Diversos países ainda tentam encontrar uma resposta regulatória que não atropele a liberdade de imprensa e de expressão. Por outro lado, deixar apenas para as plataformas resolverem o que deve ou não ser removido pode ter efeito mínimo ou levá-las ao excesso e/ou a remoção antecipada de conteúdo.

O combate às fake news passa pela educação midiática, que estimula o pensamento crítico e capacita o indivíduo a navegar com autonomia no ecossistema da informação. É preciso entender de forma ampla a narrativa que acoberta o conteúdo enganoso e sua propagação. Quais são as técnicas de persuasão hoje usadas pelos agentes da desinformação? A quem interessa esgarçar os laços de confiança em instituições democráticas e dividir politicamente o país?

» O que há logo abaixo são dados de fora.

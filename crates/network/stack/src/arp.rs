//! ARP for IPv4 over Ethernet, plus the neighbour cache.

use lark_driver_traits::MacAddr;

use crate::ether::ETHERTYPE_IPV4;
use crate::types::Ipv4Addr;

pub const OP_REQUEST: u16 = 1;
pub const OP_REPLY: u16 = 2;

/// Octets in an IPv4-over-Ethernet ARP packet
pub const PACKET_LEN: usize = 28;

const HTYPE_ETHERNET: u16 = 1;
const HLEN_ETHERNET: u8 = 6;
const PLEN_IPV4: u8 = 4;

/// Decoded ARP packet.
///
/// Only the operation and the two address pairs vary; the hardware
/// and protocol type fields are fixed by this stack.
#[derive(Debug, Clone, Copy, PartialEq, Eq)]
pub struct ArpPacket {
    pub oper: u16,
    pub sender_mac: MacAddr,
    pub sender_ip: Ipv4Addr,
    pub target_mac: MacAddr,
    pub target_ip: Ipv4Addr,
}

impl ArpPacket {
    /// A who-has request for `target_ip`. The target hardware address
    /// is zeroed per convention.
    pub fn request(sender_mac: MacAddr, sender_ip: Ipv4Addr, target_ip: Ipv4Addr) -> ArpPacket {
        ArpPacket {
            oper: OP_REQUEST,
            sender_mac,
            sender_ip,
            target_mac: MacAddr::ZERO,
            target_ip,
        }
    }

    /// An is-at reply answering `target_mac`/`target_ip`.
    pub fn reply(
        sender_mac: MacAddr,
        sender_ip: Ipv4Addr,
        target_mac: MacAddr,
        target_ip: Ipv4Addr,
    ) -> ArpPacket {
        ArpPacket {
            oper: OP_REPLY,
            sender_mac,
            sender_ip,
            target_mac,
            target_ip,
        }
    }

    /// Serializes into the leading [`PACKET_LEN`] bytes of `buf`.
    pub fn encode(&self, buf: &mut [u8]) {
        buf[0..2].copy_from_slice(&HTYPE_ETHERNET.to_be_bytes());
        buf[2..4].copy_from_slice(&ETHERTYPE_IPV4.to_be_bytes());
        buf[4] = HLEN_ETHERNET;
        buf[5] = PLEN_IPV4;
        buf[6..8].copy_from_slice(&self.oper.to_be_bytes());
        buf[8..14].copy_from_slice(&self.sender_mac.octets());
        buf[14..18].copy_from_slice(&self.sender_ip.octets());
        buf[18..24].copy_from_slice(&self.target_mac.octets());
        buf[24..28].copy_from_slice(&self.target_ip.octets());
    }

    /// Decodes an IPv4-over-Ethernet ARP packet.
    ///
    /// Packets for other hardware or protocol types are rejected.
    /// Trailing bytes beyond [`PACKET_LEN`] are ignored, since
    /// minimum-size frames arrive padded.
    pub fn parse(bytes: &[u8]) -> Option<ArpPacket> {
        if bytes.len() < PACKET_LEN {
            return None;
        }
        if u16::from_be_bytes([bytes[0], bytes[1]]) != HTYPE_ETHERNET {
            return None;
        }
        if u16::from_be_bytes([bytes[2], bytes[3]]) != ETHERTYPE_IPV4 {
            return None;
        }
        if bytes[4] != HLEN_ETHERNET || bytes[5] != PLEN_IPV4 {
            return None;
        }
        Some(ArpPacket {
            oper: u16::from_be_bytes([bytes[6], bytes[7]]),
            sender_mac: MacAddr::from_slice(&bytes[8..14]),
            sender_ip: Ipv4Addr::from_slice(&bytes[14..18]),
            target_mac: MacAddr::from_slice(&bytes[18..24]),
            target_ip: Ipv4Addr::from_slice(&bytes[24..28]),
        })
    }
}

const CACHE_SLOTS: usize = 16;

#[derive(Clone, Copy)]
struct Slot {
    ip: Ipv4Addr,
    mac: MacAddr,
    age: u32,
    valid: bool,
}

impl Slot {
    const EMPTY: Slot = Slot {
        ip: Ipv4Addr::UNSPECIFIED,
        mac: MacAddr::ZERO,
        age: 0,
        valid: false,
    };
}

/// A valid mapping reported by [`ArpCache::entries`].
#[derive(Debug, Clone, Copy, PartialEq, Eq)]
pub struct CacheEntry {
    pub ip: Ipv4Addr,
    pub mac: MacAddr,
    pub age: u32,
}

/// Fixed-capacity IPv4 to MAC neighbour cache.
///
/// Mappings are learned from every ARP packet seen and never expire;
/// the age counter is reset on refresh but nothing consults it. With
/// all slots taken, unseen addresses are dropped rather than evicting
/// an older mapping.
pub struct ArpCache {
    slots: [Slot; CACHE_SLOTS],
}

impl ArpCache {
    pub const fn new() -> ArpCache {
        ArpCache {
            slots: [Slot::EMPTY; CACHE_SLOTS],
        }
    }

    /// Hardware address for `ip`, if a valid mapping exists.
    pub fn lookup(&self, ip: Ipv4Addr) -> Option<MacAddr> {
        self.slots
            .iter()
            .find(|slot| slot.valid && slot.ip == ip)
            .map(|slot| slot.mac)
    }

    /// Records `ip` as reachable at `mac`.
    ///
    /// An existing mapping for `ip` is refreshed in place, so each IP
    /// holds at most one slot.
    pub fn learn(&mut self, ip: Ipv4Addr, mac: MacAddr) {
        let mut free = None;
        for (index, slot) in self.slots.iter_mut().enumerate() {
            if slot.valid && slot.ip == ip {
                slot.mac = mac;
                slot.age = 0;
                return;
            }
            if !slot.valid && free.is_none() {
                free = Some(index);
            }
        }
        if let Some(index) = free {
            self.slots[index] = Slot {
                ip,
                mac,
                age: 0,
                valid: true,
            };
        }
    }

    /// Iterates the valid mappings in slot order.
    pub fn entries(&self) -> impl Iterator<Item = CacheEntry> + '_ {
        self.slots.iter().filter(|slot| slot.valid).map(|slot| CacheEntry {
            ip: slot.ip,
            mac: slot.mac,
            age: slot.age,
        })
    }
}
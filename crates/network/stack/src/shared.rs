//! Locked holder for a stack shared with an interrupt handler.

use lark_driver_traits::NicDevice;
use spin::Mutex;

use crate::stack::NetStack;

/// A [`NetStack`] slot shared between program-level callers and the
/// device interrupt handler, usable as a `static`.
///
/// The interrupt handler takes the lock on every receive interrupt,
/// so program-level callers must hold it only with that interrupt
/// masked; a handler spinning on a preempted holder never returns.
pub struct SharedStack<D: NicDevice> {
    inner: Mutex<Option<NetStack<D>>>,
}

impl<D: NicDevice> SharedStack<D> {
    pub const fn new() -> SharedStack<D> {
        SharedStack {
            inner: Mutex::new(None),
        }
    }

    /// Installs a stack, returning any previous occupant.
    pub fn install(&self, stack: NetStack<D>) -> Option<NetStack<D>> {
        self.inner.lock().replace(stack)
    }

    /// Removes and returns the installed stack.
    pub fn take(&self) -> Option<NetStack<D>> {
        self.inner.lock().take()
    }

    /// Runs `f` on the installed stack. Returns `None` when nothing
    /// is installed.
    pub fn with<R>(&self, f: impl FnOnce(&mut NetStack<D>) -> R) -> Option<R> {
        self.inner.lock().as_mut().map(f)
    }

    /// Non-blocking variant for interrupt context; bails out instead
    /// of spinning when the lock is already held.
    pub fn try_with<R>(&self, f: impl FnOnce(&mut NetStack<D>) -> R) -> Option<R> {
        let mut guard = self.inner.try_lock()?;
        guard.as_mut().map(f)
    }
}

A pesquisa “News media literacy and conspiracy theory endorsement” revela que, quanto maior for o seu letramento midiático, menor é a probabilidade de você acreditar em um boato. Os pesquisadores Stephanie Craft, da Universidade de Illinois em Urbana-Champaign, Seth Ashley, da Universidade Boise State, e Adam Maksl, da Universidade Indiana Southeast, também apontam que “indivíduos que tendem a acreditar em teorias conspiratórias têm pouco conhecimento sobre como a imprensa funciona”.

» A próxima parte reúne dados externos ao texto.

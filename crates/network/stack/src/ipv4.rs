//! IPv4 datagram encode/decode and the upper-protocol table.

use crate::checksum;
use crate::types::Ipv4Addr;

/// Protocol number for ICMP
pub const PROTO_ICMP: u8 = 1;
/// Protocol number for TCP
pub const PROTO_TCP: u8 = 6;
/// Protocol number for UDP
pub const PROTO_UDP: u8 = 17;

/// Octets in an options-free IPv4 header
pub const HEADER_LEN: usize = 20;

// Version 4, header length 5 words. Headers with options are not
// generated and not accepted.
const VERSION_IHL: u8 = 0x45;
const DEFAULT_TTL: u8 = 64;

/// Fields of interest from a received IPv4 header.
#[derive(Debug, Clone, Copy, PartialEq, Eq)]
pub struct Ipv4Header {
    pub total_len: u16,
    pub ident: u16,
    pub ttl: u8,
    pub protocol: u8,
    pub source: Ipv4Addr,
    pub dest: Ipv4Addr,
}

/// Writes an options-free header into the leading [`HEADER_LEN`]
/// bytes of `buf` and returns the datagram's total length.
pub fn encode_header(
    buf: &mut [u8],
    ident: u16,
    protocol: u8,
    payload_len: usize,
    source: Ipv4Addr,
    dest: Ipv4Addr,
) -> usize {
    let total_len = (HEADER_LEN + payload_len) as u16;
    buf[0] = VERSION_IHL;
    buf[1] = 0;
    buf[2..4].copy_from_slice(&total_len.to_be_bytes());
    buf[4..6].copy_from_slice(&ident.to_be_bytes());
    // Never fragmented; flags and offset stay zero.
    buf[6..8].copy_from_slice(&[0, 0]);
    buf[8] = DEFAULT_TTL;
    buf[9] = protocol;
    buf[10..12].copy_from_slice(&[0, 0]);
    buf[12..16].copy_from_slice(&source.octets());
    buf[16..20].copy_from_slice(&dest.octets());
    let sum = checksum::compute(&buf[..HEADER_LEN]);
    buf[10..12].copy_from_slice(&sum.to_be_bytes());
    total_len as usize
}

/// Decodes and validates a received datagram.
///
/// Rejects non-v4 versions, headers with options, and headers whose
/// checksum does not verify. The returned payload is trimmed to the
/// header's total length, discarding link-layer padding.
pub fn parse(bytes: &[u8]) -> Option<(Ipv4Header, &[u8])> {
    if bytes.len() < HEADER_LEN {
        return None;
    }
    if bytes[0] != VERSION_IHL {
        return None;
    }
    if !checksum::verify(&bytes[..HEADER_LEN]) {
        return None;
    }
    let total_len = u16::from_be_bytes([bytes[2], bytes[3]]) as usize;
    if total_len < HEADER_LEN || total_len > bytes.len() {
        return None;
    }
    let header = Ipv4Header {
        total_len: total_len as u16,
        ident: u16::from_be_bytes([bytes[4], bytes[5]]),
        ttl: bytes[8],
        protocol: bytes[9],
        source: Ipv4Addr::from_slice(&bytes[12..16]),
        dest: Ipv4Addr::from_slice(&bytes[16..20]),
    };
    Some((header, &bytes[HEADER_LEN..total_len]))
}

/// Handler tags for upper protocols.
#[derive(Debug, Clone, Copy, PartialEq, Eq)]
pub enum ProtoSink {
    /// ICMP echo handling.
    Echo,
}

/// Protocol-number dispatch for received datagrams, one slot per
/// possible protocol byte. Datagrams without a binding are dropped.
pub struct ProtoTable {
    slots: [Option<ProtoSink>; 256],
}

impl ProtoTable {
    pub const fn new() -> ProtoTable {
        ProtoTable { slots: [None; 256] }
    }

    pub fn register(&mut self, protocol: u8, sink: ProtoSink) {
        self.slots[protocol as usize] = Some(sink);
    }

    pub fn lookup(&self, protocol: u8) -> Option<ProtoSink> {
        self.slots[protocol as usize]
    }
}

#[cfg(test)]
mod tests {
    use super::*;

    const SOURCE: Ipv4Addr = Ipv4Addr::new(192, 168, 1, 100);
    const DEST: Ipv4Addr = Ipv4Addr::new(192, 168, 1, 1);

    fn encode_datagram(buf: &mut [u8], payload: &[u8]) -> usize {
        let total = encode_header(buf, 0x0102, PROTO_UDP, payload.len(), SOURCE, DEST);
        buf[HEADER_LEN..total].copy_from_slice(payload);
        total
    }

    #[test]
    fn test_encode_parse_round_trip() {
        let mut buf = [0u8; 64];
        let total = encode_datagram(&mut buf, b"datagram");

        let (header, payload) = parse(&buf[..total]).unwrap();
        assert_eq!(header.total_len as usize, HEADER_LEN + 8);
        assert_eq!(header.ident, 0x0102);
        assert_eq!(header.ttl, DEFAULT_TTL);
        assert_eq!(header.protocol, PROTO_UDP);
        assert_eq!(header.source, SOURCE);
        assert_eq!(header.dest, DEST);
        assert_eq!(payload, b"datagram");
    }

    #[test]
    fn test_parse_trims_frame_padding() {
        let mut buf = [0u8; 60];
        encode_datagram(&mut buf, b"tiny");

        // Feed the whole padded buffer, as the link layer would.
        let (header, payload) = parse(&buf).unwrap();
        assert_eq!(header.total_len as usize, HEADER_LEN + 4);
        assert_eq!(payload, b"tiny");
    }

    #[test]
    fn test_parse_rejects_corrupt_checksum() {
        let mut buf = [0u8; 32];
        let total = encode_datagram(&mut buf, b"x");
        buf[8] = buf[8].wrapping_add(1);
        assert!(parse(&buf[..total]).is_none());
    }

    #[test]
    fn test_parse_rejects_options_and_versions() {
        let mut buf = [0u8; 32];
        let total = encode_datagram(&mut buf, b"x");

        // IHL of 6 words, with the checksum made good again so only
        // the options length trips the reject.
        let mut with_options = buf;
        with_options[0] = 0x46;
        with_options[10] = 0;
        with_options[11] = 0;
        let sum = checksum::compute(&with_options[..HEADER_LEN]);
        with_options[10..12].copy_from_slice(&sum.to_be_bytes());
        assert!(parse(&with_options[..total]).is_none());

        let mut v6 = buf;
        v6[0] = 0x65;
        assert!(parse(&v6[..total]).is_none());
    }

    #[test]
    fn test_parse_rejects_truncated_datagram() {
        let mut buf = [0u8; 64];
        let total = encode_datagram(&mut buf, b"full length payload");
        assert!(parse(&buf[..total - 4]).is_none());
    }

    #[test]
    fn test_proto_table_register_lookup() {
        let mut table = ProtoTable::new();
        assert_eq!(table.lookup(PROTO_ICMP), None);
        table.register(PROTO_ICMP, ProtoSink::Echo);
        assert_eq!(table.lookup(PROTO_ICMP), Some(ProtoSink::Echo));
        assert_eq!(table.lookup(PROTO_TCP), None);
        assert_eq!(table.lookup(255), None);
    }

    #[test]
    fn test_encoded_header_matches_reference_parser() {
        use smoltcp::wire::{IpProtocol, Ipv4Address, Ipv4Packet};

        let mut buf = [0u8; 64];
        let total = encode_datagram(&mut buf, b"oracle");

        let packet = Ipv4Packet::new_checked(&buf[..total]).unwrap();
        assert!(packet.verify_checksum());
        assert_eq!(packet.version(), 4);
        assert_eq!(packet.header_len() as usize, HEADER_LEN);
        assert_eq!(packet.total_len() as usize, total);
        assert_eq!(packet.ident(), 0x0102);
        assert_eq!(packet.hop_limit(), DEFAULT_TTL);
        assert_eq!(packet.next_header(), IpProtocol::Udp);
        assert_eq!(packet.src_addr(), Ipv4Address(SOURCE.octets()));
        assert_eq!(packet.dst_addr(), Ipv4Address(DEST.octets()));
        assert_eq!(packet.payload(), b"oracle");
    }
}
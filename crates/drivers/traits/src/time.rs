//! Millisecond delay

/// Millisecond delay source
pub trait Delay {
    /// Block the calling context for at least `ms` milliseconds
    fn delay_ms(&self, ms: u64);
}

O Estado precisa investigar e asfixiar financeiramente as redes criminosas de desinformação. Lucra-se —e muito— com conteúdo falso. Geralmente alarmistas, cheios de click baits, esses links são vistos por milhões, que, consequentemente, expõem milhões de anúncios. Os Governos também devem exigir mais transparência das plataformas, principalmente sobre anúncios e impulsionamento de conteúdo, informando quem paga e a que público ele é direcionado. As empresas também podem dar um passo além e, por exemplo, compartilhar seus dados com pesquisadores, para que academia e sociedade civil possam atuar de maneira mais efetiva na busca por soluções. O jornalismo deve continuar investindo em fact-checking. As faculdades de comunicação precisam atualizar seus currículos para incluir técnicas de verificação de informações. Tudo isso é a solução, mas nada disso resolve sozinho o problema.

Precisamos mudar nossa cultura para que o compartilhamento de fake news não seja mais socialmente aceito, para que alertar alguém que lhe passou um conteúdo falso seja visto como uma atitude positiva e não de gente chata. Precisamos aprender sobre a dinâmica dos conteúdos enganosos e a como atuar no combate a eles. Diante do excesso de informações, precisamos assumir a responsabilidade do que compartilhamos. E isso a educação midiática ensina.

Alana Rizzo e Clara Becker são jornalistas e cofundadoras do Redes Cordiais, projeto de combate à desinformação e aos discursos de ódio em redes sociais.